After the attacks in Lebanon and Paris, all the other violence the world experienced in the last week, and all the various reactions and counter reactions, amongst all that, I did not despair.
Because I saw people everywhere responding to the horror in their own noble way. I saw people like you reading articles to better understand like this or this or this. I saw you doing tonglen by candlelight. Praying with your sisters and brothers in churches and mosques. Doing ceremony for the fallen by the side of a deep, swift river. Making soup for a sick neighbor. Sending a hand-written note to a scared friend.
I saw you standing up. Looking around with eyes wide open. Daring to see. Daring; not hiding with the curtains drawn, not shuttering your hearts (or at least not for long).
I believe you staying awake makes a true difference. I believe that the interconnectedness you open yourself to every day is fueling real change. You and I can’t get away from what is happening halfway around the world. Sure, we can shut everything down for days or weeks, we can go offline and never watch TV again, but as soon as you or I engage with another human being again, there is the world.
You can’t shut it out. You can only compassionately, wisely engage.
You can answer to the call to be a citizen of the world.
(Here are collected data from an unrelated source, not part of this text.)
//! Locating the JSON payload inside a model's free-form text answer.
//!
//! Models asked for JSON still wrap it in prose or code fences now and then.
//! Two strategies are available:
//!
//! - [`ExtractionMode::Greedy`] takes everything from the first `{` to the
//!   last `}`. Unrelated brace groups before or after the payload corrupt it.
//! - [`ExtractionMode::Balanced`] scans for top-level brace-balanced spans
//!   (ignoring braces inside string literals). The first one that parses
//!   and carries a `recommendations` key wins, otherwise the first one that
//!   parses.

use serde::Deserialize;
use serde_json::Value;

use crate::{error::FetchError, models::RecommendationItem};

#[derive(Debug, Clone, Copy, Default, PartialEq, Eq, Deserialize)]
#[serde(rename_all = "lowercase")]
pub enum ExtractionMode {
    Greedy,
    #[default]
    Balanced,
}

/// Span from the first `{` to the last `}` after it
pub fn greedy_span(text: &str) -> Option<&str> {
    let start = text.find('{')?;
    let end = text.rfind('}')?;
    (end > start).then(|| &text[start..=end])
}

/// Every top-level brace-balanced span, in order of appearance
///
/// Single pass over `text`. An opening brace that is never closed does not
/// hide a later object: spans closed inside it are still reported.
pub fn balanced_spans(text: &str) -> Vec<&str> {
    let mut spans: Vec<(usize, usize)> = Vec::new();
    let mut open: Vec<usize> = Vec::new();
    let mut in_string = false;
    let mut escaped = false;

    for (idx, ch) in text.char_indices() {
        if in_string {
            if escaped {
                escaped = false;
            } else if ch == '\\' {
                escaped = true;
            } else if ch == '"' {
                in_string = false;
            }
            continue;
        }

        match ch {
            '"' if !open.is_empty() => in_string = true,
            '{' => open.push(idx),
            '}' => {
                let Some(start) = open.pop() else {
                    continue;
                };
                // Spans closed inside this one were nested, not top-level.
                while spans.last().is_some_and(|&(inner, _)| inner > start) {
                    spans.pop();
                }
                spans.push((start, idx + ch.len_utf8()));
            }
            _ => {}
        }
    }

    spans.into_iter().map(|(start, end)| &text[start..end]).collect()
}

/// Parses the JSON object embedded in `text`
pub fn extract_payload(text: &str, mode: ExtractionMode) -> Result<Value, FetchError> {
    match mode {
        ExtractionMode::Greedy => {
            let span = greedy_span(text).ok_or(FetchError::NoJsonFound)?;
            serde_json::from_str(span).map_err(|e| {
                tracing::error!(error = %e, extracted = %span, "Extracted JSON could not be parsed");
                FetchError::MalformedJson
            })
        }
        ExtractionMode::Balanced => {
            let spans = balanced_spans(text);
            if spans.is_empty() {
                return Err(FetchError::NoJsonFound);
            }

            let parsed: Vec<Value> = spans
                .iter()
                .filter_map(|span| serde_json::from_str::<Value>(span).ok())
                .collect();

            let payload = parsed
                .iter()
                .position(|value| value.get("recommendations").is_some())
                .unwrap_or(0);

            parsed
                .into_iter()
                .nth(payload)
                .ok_or_else(|| {
                    tracing::error!(
                        candidates = spans.len(),
                        "No brace-balanced span parsed as JSON"
                    );
                    FetchError::MalformedJson
                })
        }
    }
}

/// Reads the `recommendations` array out of a parsed payload
///
/// A missing or non-array key yields an empty batch. Entries that are not
/// readable items, or have a blank title, are dropped.
pub fn recommendations_from(payload: &Value) -> Vec<RecommendationItem> {
    let Some(entries) = payload.get("recommendations").and_then(Value::as_array) else {
        return Vec::new();
    };

    entries
        .iter()
        .filter_map(|entry| match RecommendationItem::deserialize(entry) {
            Ok(item) if !item.title.trim().is_empty() => Some(item),
            Ok(_) => {
                tracing::warn!("Dropping recommendation with blank title");
                None
            }
            Err(e) => {
                tracing::warn!(error = %e, "Dropping unreadable recommendation");
                None
            }
        })
        .collect()
}

/// Full text-to-batch step of the fetcher
pub fn parse_recommendations(
    text: &str,
    mode: ExtractionMode,
) -> Result<Vec<RecommendationItem>, FetchError> {
    let payload = extract_payload(text, mode)?;
    Ok(recommendations_from(&payload))
}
You can refuse this call – there are plenty of days I want to – but the cost of refusing is high. It means closing your heart to the wounded parts of humanity and thus the wounded parts of yourself – and so much breaks down when we do this. It means buying a story of separation. It means perhaps believing you have no voice and no ability to shape the world into a more fair and bright place, that your efforts don’t matter.
I don’t believe that. I will never believe that.
I see you making a true effort, and yes, sometimes you want to do more or be more skillful – and some days you want to do nothing – and that’s great too – but none of this diminishes what you are doing now.
By staying grounded and aware in the midst of horror and loss, you make a difference.
By learning about world events and protesting where you feel called, you make a difference.
By loving your neighbor, you make a difference.
By knowing that fear can’t kill you but living in fear can, you make a big difference.